Así pues, abrimos con el primer medio siglo de producción antológica, cerrado con la antología de Menéndez Pelayo, y durante el cual se establece el primer cambio de paradigma y un desplazamiento canónico importante60. En él, el criterio de selección predominantemente político, ampliamente estudiado por Campra, es desplazado en la lectura del filólogo santanderino, basada en una reconstrucción histórica del pasado literario donde la tradición hispánica y la lengua articulan el panorama poético hispanoamericano, notablemente enriquecido por su extensa investigación no exenta de críticas. Hecha en nombre de la Real Academia Española y con motivo del IV centenario del «descubrimiento» de América, su lectura marca un punto radical de discusión que redefinió diversos aspectos del quehacer antológico y de la crítica, en medio de fuertes polémicas, como las sostenidas acerca de la unidad-diversidad lingüístico-política de Hispanoamérica, y las introducidas por la irrupción modernista. Además, instituye la práctica dominante de nuestra historia antológica que no considera al Brasil ni a las porciones no hispanohablantes de América como parte de «nuestra tradición».

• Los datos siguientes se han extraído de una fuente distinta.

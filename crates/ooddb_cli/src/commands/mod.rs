//! CLI command implementations.

pub mod backups;
pub mod hooks;
pub mod log;

use clap::ValueEnum;
use ooddb_core::{BackupConfig, Config, Database, DatabaseRegistry, TableDef};
use serde::Serialize;
use std::fs;
use std::path::Path;

/// Output format.
#[derive(Debug, Clone, Copy, PartialEq, Eq, ValueEnum)]
pub enum Format {
    /// Human-readable text.
    Text,
    /// Pretty-printed JSON.
    Json,
}

/// Opens an existing database, with backups if `backups` is given and
/// the tables declared in `schema`.
pub fn open(
    path: &Path,
    backups: Option<&Path>,
    schema: Option<&Path>,
) -> Result<Database, Box<dyn std::error::Error>> {
    if !path.exists() {
        return Err(format!("No database found at {:?}", path).into());
    }
    let mut config = Config::new().create_if_missing(false);
    if let Some(dir) = backups {
        config = config.backup(BackupConfig::new(dir));
    }
    let db = Database::open(path, config, &DatabaseRegistry::new())?;
    if let Some(schema) = schema {
        let tables: Vec<TableDef> = serde_json::from_slice(&fs::read(schema)?)?;
        for table in tables {
            db.register_table(table)?;
        }
    }
    Ok(db)
}

/// Prints `value` as JSON.
pub fn print_json<T: Serialize>(value: &T) -> Result<(), Box<dyn std::error::Error>> {
    println!("{}", serde_json::to_string_pretty(value)?);
    Ok(())
}

/// Formats milliseconds since the Unix epoch as `YYYY-MM-DD HH:MM:SS.mmm UTC`.
pub fn format_utc(millis: u64) -> String {
    let secs = millis / 1000;
    let days = (secs / 86_400) as i64;
    let rem = secs % 86_400;
    let (year, month, day) = civil_from_days(days);
    format!(
        "{year:04}-{month:02}-{day:02} {:02}:{:02}:{:02}.{:03} UTC",
        rem / 3600,
        (rem % 3600) / 60,
        rem % 60,
        millis % 1000
    )
}

// Howard Hinnant's days-to-civil algorithm.
fn civil_from_days(days: i64) -> (i64, u32, u32) {
    let z = days + 719_468;
    let era = z.div_euclid(146_097);
    let doe = z.rem_euclid(146_097);
    let yoe = (doe - doe / 1460 + doe / 36_524 - doe / 146_096) / 365;
    let doy = doe - (365 * yoe + yoe / 4 - yoe / 100);
    let mp = (5 * doy + 2) / 153;
    let day = (doy - (153 * mp + 2) / 5 + 1) as u32;
    let month = if mp < 10 { mp + 3 } else { mp - 9 } as u32;
    let year = yoe + era * 400 + i64::from(month <= 2);
    (year, month, day)
}

#[cfg(test)]
mod tests {
    use super::*;

    #[test]
    fn formats_instants() {
        assert_eq!(format_utc(0), "1970-01-01 00:00:00.000 UTC");
        assert_eq!(format_utc(951_782_400_123), "2000-02-29 00:00:00.123 UTC");
        assert_eq!(format_utc(1_700_000_000_000), "2023-11-14 22:13:20.000 UTC");
    }

    #[test]
    fn missing_database_is_reported() {
        let dir = tempfile::tempdir().unwrap();
        assert!(open(&dir.path().join("absent"), None, None).is_err());
    }
}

Entre las fechas de aparición (1893-95) y reedición de esta antología (1927-28), el surgimiento del modernismo y de las primeras expresiones de vanguardia hizo necesaria a los antologadores la reorganización de la nómina autoral y la consideración de propuestas líricas nuevas. Esto es, la reinterpretación de tres nociones fundamentales para el canon: la noción de tradición (que implica releer las obras del pasado a la luz de las presentes); la noción de poesía (que implica patrones de lectura de propuestas estéticas distintas a las decimonónicas); y la noción de lo hispanoamericano (que implica una definición política y cultural del entorno de las obras mismas, así como de sus lecturas). En este segundo momento, aparecen las antologías que dan paulatina cabida y aceptación a los poetas modernistas, a la vez que se enfrentan con los encumbramientos y derrumbes de los distintos ismos. De esta etapa -cuyos límites en realidad pueden extenderse hasta el decenio siguiente-, hay dos aspectos importantes que considerar: uno, la redefinición de las relaciones con España, no sólo a nivel literario, sobre todo en los años veinte y treinta; y dos, la coincidencia de las generaciones poéticas fundacionales de este siglo en su momento de expansión -los modernistas y sus epígonos-, con los que en algunas antologías se denominan como «modernos», quienes comienzan a escribir hacia el cuarto decenio del XX sus mejores obras61.

Es una coincidencia que, también aproximadamente entre dos fechas de edición de una misma antología (1934 y 1956), podamos ubicar algunas de las propuestas antológicas más interesantes y trascendentes de la etapa siguiente62. Entre ellas, claro está, la aludida por las fechas, de Federico de Onís. A nuestro parecer, su lectura resulta medular porque revela en su estructura cómo han operado la mayoría de las recopilaciones de este siglo; porque reúne a las voces poéticas que las antologías posteriores consideraron como imprescindibles; y por su propuesta «distributiva», al incluir a poetas españoles, en la primera edición, y a poetas de habla no española, en la segunda. Resulta significativa la redistribución geográfica, ya que da cuenta de los cambios en las relaciones culturales y políticas establecidas entre América y España, no rotas después de la guerra civil, sino incluso interesante y polémicamente mantenidas, como lo evidencia la antología Laurel (1941), incomprensible sin el entorno de revistas, publicaciones periódicas y proyectos editoriales ligados al exilio español. Además de hacer eco de las discusiones políticas de su momento, fruto de las cuales es la autoexclusión de Juan Ramón Jiménez, León Felipe y Neruda, por citas los casos más conocidos, Laurel atiende a una concepción de la tradición hispanoamericana con España, pero de un modo distinto al del paradigma asimilacionista de algunas colecciones decimonónicas63.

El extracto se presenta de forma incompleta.